身近な人が亡くなった経験は、二親等の祖父祖母が最も近い。
時間的な話では妻の母。2018年のことだ。

ごく近い人の死は初めてだし、看取ったのも初めてだ。
もちろん悲しかったし動揺もした。が、その割に冷静でいられたのは、父が居たからだろう。
「ここで悲しむべきは自分よりも父」という考えは、妙な使命感というかこだわることでも無いのだが、なんとなくそう思ってしまった。

当然のことながら自分以上に長年一緒にいて、母の病状が悪化した中での寄り添いや、身の回りの世話は、父にしかできなかった。
息子の俺には弱みを見せたく無いし、情けない姿を曝け出したく無い。そういう母だったから俺にはできないことが多かった。
俺は一緒に住んでいないから、本当の意味でのお互いの大変さを知らない。

亡くなる2日前。しゃべることが難しくはなっていたけれど、まだ母は意識をしっかり持っていた。
苦しみながらも、孫に対して「来てくれてありがとう」とは言っていた。
父は思い出話を語りたかったようだが、母はそんな父の思い出話を「また、馬鹿にして」とうんざりしていた。
俺は困難そうな母の姿を見て、ただ手を握ってそばにいれば良いなと思っていた。

亡くなる直前、父は「俺と一緒で幸せだった?俺で良かった?」と聞いていた。
ドラマみたいだったけど、俺は窓の外の赤城山を見て泣けてきた。
母が亡くなったのはそれから1時間もしなかった。

医者たちが霊柩車に頭を下げて、母は運ばれていった。
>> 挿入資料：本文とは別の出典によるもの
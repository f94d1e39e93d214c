//! Value types shared by the parser, the classifiers and the reports.

use serde::ser::{SerializeStruct, Serializer};
use serde::Serialize;

/// The attributes of a distinguished name that trust classification looks at.
///
/// Attributes missing from the DN are `None`. Anything other than CN, O, OU
/// and C is dropped at parse time.
#[derive(Debug, Clone, Default, PartialEq, Eq, Serialize)]
pub struct DnAttributes {
    #[serde(rename = "CN", skip_serializing_if = "Option::is_none")]
    pub cn: Option<String>,
    #[serde(rename = "O", skip_serializing_if = "Option::is_none")]
    pub o: Option<String>,
    #[serde(rename = "OU", skip_serializing_if = "Option::is_none")]
    pub ou: Option<String>,
    #[serde(rename = "C", skip_serializing_if = "Option::is_none")]
    pub c: Option<String>,
}

impl DnAttributes {
    /// Common Name, if present.
    pub fn cn(&self) -> Option<&str> {
        self.cn.as_deref()
    }

    /// Organization, if present.
    pub fn o(&self) -> Option<&str> {
        self.o.as_deref()
    }

    /// Organizational Unit, if present.
    pub fn ou(&self) -> Option<&str> {
        self.ou.as_deref()
    }

    /// Country, if present.
    pub fn c(&self) -> Option<&str> {
        self.c.as_deref()
    }

    /// The name-bearing attributes (CN, O, OU) that the trust stores are matched against.
    pub(crate) fn names(&self) -> [Option<&str>; 3] {
        [self.cn(), self.o(), self.ou()]
    }

    /// Whether no recognized attribute was found.
    pub fn is_empty(&self) -> bool {
        self.cn.is_none() && self.o.is_none() && self.ou.is_none() && self.c.is_none()
    }
}

/// Leaf classification of a single certificate.
///
/// A certificate is a leaf candidate only when its subject CN looks like a
/// host name or IP address. Public vs. private follows the issuer.
///
/// Serializes as the `isPubLeaf`/`isPrivLeaf` flag pair.
#[derive(Debug, Clone, Copy, Default, PartialEq, Eq)]
pub enum LeafKind {
    #[default]
    NotLeaf,
    PublicLeaf,
    PrivateLeaf,
}

impl Serialize for LeafKind {
    fn serialize<S: Serializer>(&self, serializer: S) -> Result<S::Ok, S::Error> {
        let mut flags = serializer.serialize_struct("LeafKind", 2)?;
        flags.serialize_field("isPubLeaf", &(*self == LeafKind::PublicLeaf))?;
        flags.serialize_field("isPrivLeaf", &(*self == LeafKind::PrivateLeaf))?;
        flags.end()
    }
}

/// Trust status of one certificate, derived from its issuer and subject.
#[derive(Debug, Clone, Default, PartialEq, Eq, Serialize)]
pub struct CertStatus {
    /// Raw issuer text equals raw subject text.
    #[serde(rename = "isSelfSigned")]
    pub is_self_signed: bool,
    /// Subject CN is an IP address or a fully-qualified domain name.
    #[serde(rename = "isSubjectCNFQDN")]
    pub is_subject_cn_fqdn: bool,
    /// Issuer matches a known TLS interception product.
    #[serde(rename = "isInterception")]
    pub is_interception: bool,
    /// Issuer is a recognized public CA.
    #[serde(rename = "isPublic")]
    pub is_public: bool,
    #[serde(rename = "isIssuerCrossSigned")]
    pub is_issuer_cross_signed: bool,
    #[serde(rename = "isSubjectCrossSigned")]
    pub is_subject_cross_signed: bool,
    #[serde(flatten)]
    pub leaf: LeafKind,
}

impl CertStatus {
    pub fn is_pub_leaf(&self) -> bool {
        self.leaf == LeafKind::PublicLeaf
    }

    pub fn is_priv_leaf(&self) -> bool {
        self.leaf == LeafKind::PrivateLeaf
    }
}

/// Public/private tag of a certificate's issuer.
#[derive(Debug, Clone, Copy, PartialEq, Eq, Serialize)]
pub enum IssuerTag {
    Pub,
    Priv,
}

impl std::fmt::Display for IssuerTag {
    fn fmt(&self, f: &mut std::fmt::Formatter<'_>) -> std::fmt::Result {
        match self {
            IssuerTag::Pub => write!(f, "Pub"),
            IssuerTag::Priv => write!(f, "Priv"),
        }
    }
}

/// Chain category derived from the issuer tags of all its certificates.
#[derive(Debug, Clone, Copy, PartialEq, Eq, Serialize)]
pub enum ChainCategory {
    /// Every issuer is public.
    AllPub,
    /// Every issuer is private.
    AllPriv,
    /// A mix of public and private issuers.
    Hybrid,
    /// No issuer tags at all (empty chain).
    Unknown,
}

impl std::fmt::Display for ChainCategory {
    fn fmt(&self, f: &mut std::fmt::Formatter<'_>) -> std::fmt::Result {
        let s = match self {
            ChainCategory::AllPub => "AllPub",
            ChainCategory::AllPriv => "AllPriv",
            ChainCategory::Hybrid => "Hybrid",
            ChainCategory::Unknown => "Unknown",
        };
        f.write_str(s)
    }
}

/// Order in which a chain is listed for display.
#[derive(Debug, Clone, Copy, Default, PartialEq, Eq)]
pub enum ChainOrder {
    /// Leaf (index 0) first.
    #[default]
    FromLeaf,
    /// Root-most certificate first.
    FromRoot,
}
//! Distinguished-name parsing for raw issuer/subject strings.
//!
//! Input is the one-line text form produced by certificate dump tools
//! (`CN=example.com, O=Example\, Inc, C=US`). Only CN, O, OU and C are kept.

use crate::fields::DnAttributes;

/// Parse a raw DN string into its CN/O/OU/C attributes.
///
/// Commas preceded by a backslash belong to the value. Other backslash
/// escapes are removed, except `\XY` hex pairs, which stand for raw bytes
/// and are kept verbatim. Unknown attributes are ignored, and a repeated
/// attribute keeps its last value. Never fails: malformed input simply
/// yields fewer attributes.
pub fn parse_dn(text: &str) -> DnAttributes {
    let mut attrs = DnAttributes::default();

    for segment in split_unescaped_commas(text) {
        let unescaped = segment.replace("\\,", ",");
        let item = strip_escapes(unescaped.trim());

        if let Some(value) = item.strip_prefix("CN=") {
            attrs.cn = Some(value.to_string());
        } else if let Some(value) = item.strip_prefix("O=") {
            attrs.o = Some(value.to_string());
        } else if let Some(value) = item.strip_prefix("C=") {
            attrs.c = Some(value.to_string());
        } else if let Some(value) = item.strip_prefix("OU=") {
            attrs.ou = Some(value.to_string());
        }
    }

    attrs
}

/// Split on commas that are not immediately preceded by a backslash.
fn split_unescaped_commas(text: &str) -> Vec<String> {
    let mut parts = Vec::new();
    let mut current = String::new();
    let mut prev = None;

    for ch in text.chars() {
        if ch == ',' && prev != Some('\\') {
            parts.push(std::mem::take(&mut current));
        } else {
            current.push(ch);
        }
        prev = Some(ch);
    }
    parts.push(current);
    parts
}

/// Drop backslashes that do not start a two-hex-digit escape.
fn strip_escapes(item: &str) -> String {
    let mut out = String::with_capacity(item.len());
    let mut chars = item.chars();

    while let Some(ch) = chars.next() {
        if ch == '\\' {
            let mut ahead = chars.clone();
            let hex_pair = matches!(
                (ahead.next(), ahead.next()),
                (Some(a), Some(b)) if a.is_ascii_hexdigit() && b.is_ascii_hexdigit()
            );
            if !hex_pair {
                continue;
            }
        }
        out.push(ch);
    }
    out
}

#[cfg(test)]
#[allow(clippy::unwrap_used)]
mod tests {
    use super::*;

    #[test]
    fn parses_common_attributes() {
        let dn = parse_dn("CN=example.com, O=Example Inc, OU=IT, C=US");
        assert_eq!(dn.cn(), Some("example.com"));
        assert_eq!(dn.o(), Some("Example Inc"));
        assert_eq!(dn.ou(), Some("IT"));
        assert_eq!(dn.c(), Some("US"));
    }

    #[test]
    fn escaped_comma_stays_in_value() {
        let dn = parse_dn("CN=x, O=Acme\\, Inc, C=US");
        assert_eq!(dn.cn(), Some("x"));
        assert_eq!(dn.o(), Some("Acme, Inc"));
        assert_eq!(dn.c(), Some("US"));
        assert_eq!(dn.ou(), None);
    }

    #[test]
    fn hex_escapes_survive() {
        let dn = parse_dn("CN=GTLSCA - G1,O=\\E8\\A1\\8C\\E6\\94\\BF\\E9\\99\\A2,C=TW");
        assert_eq!(dn.cn(), Some("GTLSCA - G1"));
        assert_eq!(dn.o(), Some("\\E8\\A1\\8C\\E6\\94\\BF\\E9\\99\\A2"));
    }

    #[test]
    fn non_hex_escapes_are_stripped() {
        let dn = parse_dn("O=Foo \\\"Bar\\\", CN=a\\+b");
        assert_eq!(dn.o(), Some("Foo \"Bar\""));
        assert_eq!(dn.cn(), Some("a+b"));
    }

    #[test]
    fn escape_followed_by_single_hex_digit_is_stripped() {
        let dn = parse_dn("CN=a\\Fz");
        assert_eq!(dn.cn(), Some("aFz"));
    }

    #[test]
    fn rfc2253_form_without_spaces() {
        let dn = parse_dn("CN=leaf.example.org,OU=Web,O=Example,C=DE");
        assert_eq!(dn.cn(), Some("leaf.example.org"));
        assert_eq!(dn.ou(), Some("Web"));
        assert_eq!(dn.o(), Some("Example"));
        assert_eq!(dn.c(), Some("DE"));
    }

    #[test]
    fn empty_input_yields_no_attributes() {
        assert!(parse_dn("").is_empty());
    }

    #[test]
    fn unknown_attributes_are_ignored() {
        let dn = parse_dn("L=Berlin, ST=Berlin, emailAddress=a@b.c, CN=host");
        assert_eq!(dn.cn(), Some("host"));
        assert_eq!(dn.o(), None);
        assert_eq!(dn.c(), None);
    }

    #[test]
    fn last_occurrence_wins() {
        let dn = parse_dn("OU=First, OU=Second, CN=a, CN=b");
        assert_eq!(dn.ou(), Some("Second"));
        assert_eq!(dn.cn(), Some("b"));
    }

    #[test]
    fn garbage_does_not_panic() {
        for input in ["\\", ",,,", "=,=", "CN=", "\\\\,\\", "O=\u{e9}\\"] {
            let _ = parse_dn(input);
        }
        assert_eq!(parse_dn("CN=").cn(), Some(""));
    }
}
父と俺は医者たちに一礼して、駐車場へ歩く。
空調の効いた病室に慣れてしまっていたから、6月の梅雨時期特有のねっとりとした空気が気より持ち悪くて、母の死をリアルなものに感じさせた。
車を走らせると、太陽が照ってるのにすぐに雨が降り出して、それがまたなんとも言えない気持ちにさせた。